José Adelino Maltez, “As estórias da carochinha“:

 

“Entre o bom e velho Estado do Congresso de Matosinhos, de José Sócrates, e o renascimento vocabular da social-democracia, do popularismo ou da via liberal para o mais do mesmo, sempre a mesma cultura pós-totalitária, a nova questão social acrescendo à velha, a permanente teoria da conspiração, o homem de sempre e o vazio de patriotismo regenerador. Sim, o que é isso de Estado? Os desgraçados que o têm como patrão ou cobrador de impostos?

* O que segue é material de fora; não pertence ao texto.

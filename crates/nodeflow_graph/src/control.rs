// SPDX-License-Identifier: MIT OR Apache-2.0
//! User-editable controls attached to nodes and port slots.

use crate::id::uid;
use parking_lot::RwLock;
use serde::{Deserialize, Serialize};
use serde_json::Value;
use std::fmt;
use std::sync::Arc;

/// Unique identifier for a control
#[derive(Debug, Clone, PartialEq, Eq, Hash, PartialOrd, Ord, Serialize, Deserialize)]
#[serde(transparent)]
pub struct ControlId(pub String);

impl ControlId {
    /// Create a new random control ID
    pub fn new() -> Self {
        Self(uid())
    }

    /// Borrow the raw id
    pub fn as_str(&self) -> &str {
        &self.0
    }
}

impl Default for ControlId {
    fn default() -> Self {
        Self::new()
    }
}

impl From<&str> for ControlId {
    fn from(id: &str) -> Self {
        Self(id.to_owned())
    }
}

impl fmt::Display for ControlId {
    fn fmt(&self, f: &mut fmt::Formatter<'_>) -> fmt::Result {
        f.write_str(&self.0)
    }
}

/// Minimal control capability
pub trait Control: Send + Sync {
    /// Control id
    fn id(&self) -> &ControlId;

    /// Sort index among sibling controls
    fn index(&self) -> i64;

    /// Current value. Controls without a value report `null`.
    fn value(&self) -> Value;
}

/// A control with identity only
#[derive(Debug, Clone, PartialEq, Eq)]
pub struct BaseControl {
    /// Unique control ID
    pub id: ControlId,
    /// Sort index, `0` by default
    pub index: i64,
}

impl BaseControl {
    /// Create a control with a fresh id
    pub fn new() -> Self {
        Self {
            id: ControlId::new(),
            index: 0,
        }
    }

    /// Create a control with a known id and index
    pub fn with_id(id: ControlId, index: i64) -> Self {
        Self { id, index }
    }
}

impl Default for BaseControl {
    fn default() -> Self {
        Self::new()
    }
}

impl Control for BaseControl {
    fn id(&self) -> &ControlId {
        &self.id
    }

    fn index(&self) -> i64 {
        self.index
    }

    fn value(&self) -> Value {
        Value::Null
    }
}

/// Editor widget kind of an [`InputControl`]
///
/// Tags other than `text` and `number` are kept verbatim so plain data
/// written by newer tools survives a round trip.
#[derive(Debug, Clone, PartialEq, Eq, Hash, Serialize, Deserialize)]
#[serde(from = "String", into = "String")]
pub enum InputControlType {
    /// Free text entry
    Text,
    /// Numeric entry
    Number,
    /// Any other widget tag
    Other(String),
}

impl InputControlType {
    /// Wire tag of this type
    pub fn as_str(&self) -> &str {
        match self {
            Self::Text => "text",
            Self::Number => "number",
            Self::Other(tag) => tag,
        }
    }
}

impl From<String> for InputControlType {
    fn from(tag: String) -> Self {
        match tag.as_str() {
            "text" => Self::Text,
            "number" => Self::Number,
            _ => Self::Other(tag),
        }
    }
}

impl From<InputControlType> for String {
    fn from(kind: InputControlType) -> Self {
        match kind {
            InputControlType::Other(tag) => tag,
            other => other.as_str().to_owned(),
        }
    }
}

/// Callback invoked after an [`InputControl`] value changes
pub type ChangeCallback = Arc<dyn Fn(&Value) + Send + Sync>;

/// Construction options for an [`InputControl`]
#[derive(Clone, Default)]
pub struct InputControlOptions {
    /// Whether the widget is read-only (`None` = unset)
    pub readonly: Option<bool>,
    /// Initial value
    pub initial: Value,
    /// Change hook into the UI layer
    pub on_change: Option<ChangeCallback>,
}

impl InputControlOptions {
    /// Options with an initial value
    pub fn new(initial: impl Into<Value>) -> Self {
        Self {
            initial: initial.into(),
            ..Self::default()
        }
    }

    /// Set the read-only flag
    pub fn readonly(mut self, readonly: bool) -> Self {
        self.readonly = Some(readonly);
        self
    }

    /// Set the change hook
    pub fn on_change(mut self, callback: impl Fn(&Value) + Send + Sync + 'static) -> Self {
        self.on_change = Some(Arc::new(callback));
        self
    }
}

impl fmt::Debug for InputControlOptions {
    fn fmt(&self, f: &mut fmt::Formatter<'_>) -> fmt::Result {
        f.debug_struct("InputControlOptions")
            .field("readonly", &self.readonly)
            .field("initial", &self.initial)
            .field("on_change", &self.on_change.is_some())
            .finish()
    }
}

/// Value-carrying control (text box, number field, ...)
pub struct InputControl {
    control: BaseControl,
    kind: InputControlType,
    options: InputControlOptions,
    readonly: Option<bool>,
    value: RwLock<Value>,
}

impl InputControl {
    /// Create a control whose value starts at `options.initial`
    pub fn new(kind: InputControlType, options: InputControlOptions) -> Self {
        Self {
            control: BaseControl::new(),
            kind,
            readonly: options.readonly,
            value: RwLock::new(options.initial.clone()),
            options,
        }
    }

    /// Rebuild a control from stored parts without running the change hook
    pub fn from_parts(
        control: BaseControl,
        kind: InputControlType,
        options: InputControlOptions,
        readonly: Option<bool>,
        value: Value,
    ) -> Self {
        Self {
            control,
            kind,
            options,
            readonly,
            value: RwLock::new(value),
        }
    }

    /// Identity part of this control
    pub fn base(&self) -> &BaseControl {
        &self.control
    }

    /// Widget kind
    pub fn kind(&self) -> &InputControlType {
        &self.kind
    }

    /// Construction options
    pub fn options(&self) -> &InputControlOptions {
        &self.options
    }

    /// Read-only flag (`None` = unset)
    pub fn readonly(&self) -> Option<bool> {
        self.readonly
    }

    /// Replace the value, then notify the change hook if one is set
    pub fn set_value(&self, value: impl Into<Value>) {
        let value = value.into();
        *self.value.write() = value.clone();
        if let Some(on_change) = &self.options.on_change {
            on_change(&value);
        }
    }
}

impl Control for InputControl {
    fn id(&self) -> &ControlId {
        &self.control.id
    }

    fn index(&self) -> i64 {
        self.control.index
    }

    fn value(&self) -> Value {
        self.value.read().clone()
    }
}

impl fmt::Debug for InputControl {
    fn fmt(&self, f: &mut fmt::Formatter<'_>) -> fmt::Result {
        f.debug_struct("InputControl")
            .field("control", &self.control)
            .field("kind", &self.kind)
            .field("options", &self.options)
            .field("readonly", &self.readonly)
            .field("value", &*self.value.read())
            .finish()
    }
}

Os privilegiados que dele recebem subsídio ou isenção? Infelizmente, continuamos a dizer que o Estado são eles, os do aparelho de poder e das respetivas máquinas de assalto à decisão, isto é, o principado e a sociedade de corte. Quando, em democracia, o Estado devíamos ser nós, o Estado-comunidade, ou o Estado-república. Daí que o partido mais situacionista de Portugal, voltado sobre as próprias entranhas, tenha atingido o clímax quando confirma que Miguel, Relvas, é o ortónimo de Pedro, Passos, numa laranjada em estado puríssimo, onde ambos rimam com Paulo e com Aníbal, para que outros heterónimos, no espaço comunicativo do agenda setting, finjam, depois, que não é verdade o que, na verdade, é. Neste jardim das delícias dos recreios congressistas, confirma-se que corte, expressão derivada do latim cohorscohordis, é aquela parte da casa romana que estava ao lado e complementava o hortus, o jardim. Um nome que tanto deu a côrte dos reis, com um circunflexo no o, donde veio o cortês, a cortesia e o cortesão, como também se manteve numa designação de parte da casa rural portuguesa, a córte dos animais (com acento agudo no o). Soares não foi a esta aula magna e Seguro confirma: para quê a pressa? Na sociedade de corte, há estórias da carochinha, bobos do regime, conversas em família e sopeiras do sistema, mas, no país das realidades pode ser maior a memória do sofrimento.”